Eine Studie der Universitäten Oxford und Witwatersrand ergab nun allerdings, dass das Serum bei milden und moderaten Verläufen der südafrikanischen Mutationsvariante vollkommen wirkungslos ist. Ob es schwere Verläufe verhindern kann, ist noch nicht ausreichend geklärt. Tägliche Meldungen zeigen, dass auch wir in Österreich vor dieser Variante nicht geschützt sind und sie sich immer mehr ausbreitet. Südafrika will nun 1 Million Impfdosen an Astra-Zeneca zurückgeben. Na, vielleicht nimmt sie dann die österreichische Regierung.
Ein letztes Beispiel, das wohl allen noch in Erinnerung ist: die „Maskenproblematik“. Noch im Februar 2020 sprach sich das österreichische Gesundheitsministerium gegen das Tragen von einfachen Mundschutzmasken aus, weil diese „keinen wirksamen Schutz gegen Viren oder Bakterien, die in der Luft übertragen werden“ böten. Einzig FFP3-Masken wurde eine Wirksamkeit zugestanden. Im März 2020 riet selbst die WHO davon ab, Masken zu tragen, wenn man nicht selbst schon erkrankt sei. Ende März desselben Jahres sah die Sache anders aus: Das Gesundheitsministerium verordnete quasi eine generelle Maskenpflicht. Mittlerweile ist man nahezu wieder auf dem „Wissensstand“ von Februar 2020 angekommen. Ein einfacher Mund-Nasenschutz wird wieder als unzureichend eingestuft. Allerdings trägt das Land nach wie vor keine FFP3-Masken, sondern FFP2-Produkte.
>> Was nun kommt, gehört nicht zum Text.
//! Shared mock BADSEC server for integration tests.

use std::net::SocketAddr;
use std::sync::atomic::AtomicU32;
use std::sync::atomic::Ordering;
use std::sync::Arc;

use axum::extract::State;
use axum::http::{HeaderMap, StatusCode};
use axum::routing::get;
use axum::Router;

/// Token the mock server hands out on `/auth`.
pub const TOKEN: &str = "12345";

/// checksum("12345", "users")
pub const USERS_CHECKSUM: &str =
    "c20acb14a3d3339b9e92daebb173e41379f9f2fad4aa6a6326a696bd90c67419";

/// Behavior knobs plus attempt counters for one mock server instance.
pub struct BadsecMock {
    pub auth_attempts: AtomicU32,
    pub users_attempts: AtomicU32,
    /// Number of initial `/auth` requests answered with 500.
    pub auth_failures: u32,
    /// Number of initial `/auth` requests answered 200 without the token
    /// header, after any `auth_failures`.
    pub auth_omit_header: u32,
    /// Number of initial `/users` requests answered with 500.
    pub users_failures: u32,
    pub users_body: &'static str,
}

impl Default for BadsecMock {
    fn default() -> Self {
        Self {
            auth_attempts: AtomicU32::new(0),
            users_attempts: AtomicU32::new(0),
            auth_failures: 0,
            auth_omit_header: 0,
            users_failures: 0,
            users_body: "alice\nbob\ncarol",
        }
    }
}

/// Start a mock BADSEC server on an ephemeral port and return its address.
pub async fn start_badsec_mock(state: Arc<BadsecMock>) -> SocketAddr {
    let app = Router::new()
        .route("/auth", get(auth_handler))
        .route("/users", get(users_handler))
        .with_state(state);

    let listener = tokio::net::TcpListener::bind("127.0.0.1:0").await.unwrap();
    let addr = listener.local_addr().unwrap();
    tokio::spawn(async move {
        axum::serve(listener, app).await.unwrap();
    });
    addr
}

async fn auth_handler(
    State(state): State<Arc<BadsecMock>>,
) -> (StatusCode, HeaderMap, &'static str) {
    let attempt = state.auth_attempts.fetch_add(1, Ordering::SeqCst);
    let mut headers = HeaderMap::new();
    if attempt < state.auth_failures {
        return (StatusCode::INTERNAL_SERVER_ERROR, headers, "");
    }
    if attempt < state.auth_failures + state.auth_omit_header {
        return (StatusCode::OK, headers, "");
    }
    headers.insert("Badsec-Authentication-Token", TOKEN.parse().unwrap());
    (StatusCode::OK, headers, "")
}

async fn users_handler(
    State(state): State<Arc<BadsecMock>>,
    request_headers: HeaderMap,
) -> (StatusCode, String) {
    let attempt = state.users_attempts.fetch_add(1, Ordering::SeqCst);
    if attempt < state.users_failures {
        return (StatusCode::INTERNAL_SERVER_ERROR, String::new());
    }
    match request_headers.get("X-Request-Checksum") {
        Some(value) if value == USERS_CHECKSUM => (StatusCode::OK, state.users_body.to_string()),
        _ => (StatusCode::FORBIDDEN, String::new()),
    }
}
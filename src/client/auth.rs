//! Auth token retrieval.

use tracing::{debug, info};

use crate::client::{BadsecClient, AUTH_TOKEN_HEADER};
use crate::error::Error;
use crate::resilience::retry;

impl BadsecClient {
    /// Fetch a session token from `/auth`.
    ///
    /// A network error, timeout, non-success status, or missing token
    /// header each count as one failed attempt against the budget. The
    /// token is opaque; it is returned exactly as the server sent it.
    pub async fn auth_token(&self) -> Result<String, Error> {
        let attempt = || {
            info!("requesting auth token");
            let request = self.http.get(format!("{}/auth", self.base_url));
            async move {
                let response = match request.send().await.and_then(|r| r.error_for_status()) {
                    Ok(response) => response,
                    Err(error) => {
                        debug!(%error, "auth token request failed");
                        return None;
                    }
                };
                let Some(value) = response.headers().get(AUTH_TOKEN_HEADER) else {
                    debug!("auth response is missing the token header");
                    return None;
                };
                match value.to_str() {
                    Ok(token) => Some(token.to_string()),
                    Err(error) => {
                        debug!(%error, "auth token header is not visible ascii");
                        None
                    }
                }
            }
        };

        retry(attempt, self.tries)
            .await
            .ok_or(Error::AuthFailed {
                attempts: self.tries,
            })
    }
}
Mit solchen und ähnlichen Widersprüchen von so genannten Experten in diversen Meldungen und Informationssendungen ist der Medien-Konsument tagtäglich konfrontiert. Die Liste an Beispielen dafür ist mittlerweile so zahlreich, dass sie jedes Format sprengen würde. Wen wundert es da, dass die Bürger weder den Aussagen in den Medien noch denen der Politiker, welche häufig noch mehr und tagtäglich Widersprüche unters Volk bringen, zu deren Klärung sie jedoch wenig bis nichts beitragen, Glauben schenken.
Widersprüche verlangen nach einer Klärung, und wenn diese nicht in einem offenen, nachvollziehbaren Diskurs von jenen erfolgt, die sie in die Welt werfen, dann müssen sie in irgendeiner Weise von den Betroffenen selbst, von den Bürgern, gelöst werden. Und das machen die Menschen auch, indem sie sich gemäß ihres Bildungsgrades und anderer Voraussetzungen einen Reim auf die Geschehnisse machen, weil sie den federführenden Institutionen und Experten längst nicht mehr trauen. Das ist der wahre Grund der Corona-Müdigkeit der Menschen sowie des Misstrauens gegen so manche Erklärung von Politikern oder so genannten Experten, und dieser ist nicht nur nachvollziehbar, sondern dieses Misstrauen besteht zurecht.